The records below are to be written out again, exactly as they appear.

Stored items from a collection

★ ★ ★

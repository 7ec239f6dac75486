//! Shared application state injected into every Axum handler.

use std::sync::Arc;

use crate::crypto::FieldDecryptor;
use crate::upstream::LensSource;

/// Application state shared across all request handlers.
///
/// Everything here is immutable and `Arc`-wrapped, so Axum can clone the
/// state per request without copying anything expensive.
#[derive(Clone)]
pub struct AppState {
    /// Stateless envelope decryptor.
    pub decryptor: Arc<FieldDecryptor>,
    /// Where `GET /lenses` reads raw records from.
    pub source: Arc<dyn LensSource>,
}

impl AppState {
    /// Create a new [`AppState`] reading lenses from `source`.
    pub fn new(source: Arc<dyn LensSource>) -> Self {
        Self {
            decryptor: Arc::new(FieldDecryptor::new()),
            source,
        }
    }
}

★ ★ ★

§ **WRITTEN SOLUTION**:
repository 7ec239f6dac75486
//! Shared application state injected into every Axum handler.

use std::sync::Arc;

use crate::crypto::FieldDecryptor;
use crate::upstream::LensSource;

/// Application state shared across all request handlers.
///
/// Everything here is immutable and `Arc`-wrapped, so Axum can clone the
/// state per request without copying anything expensive.
#[derive(Clone)]
pub struct AppState {
    /// Stateless envelope decryptor.
    pub decryptor: Arc<FieldDecryptor>,
    /// Where `GET /lenses` reads raw records from.
    pub source: Arc<dyn LensSource>,
}

impl AppState {
    /// Create a new [`AppState`] reading lenses from `source`.
    pub fn new(source: Arc<dyn LensSource>) -> Self {
        Self {
            decryptor: Arc::new(FieldDecryptor::new()),
            source,
        }
    }
}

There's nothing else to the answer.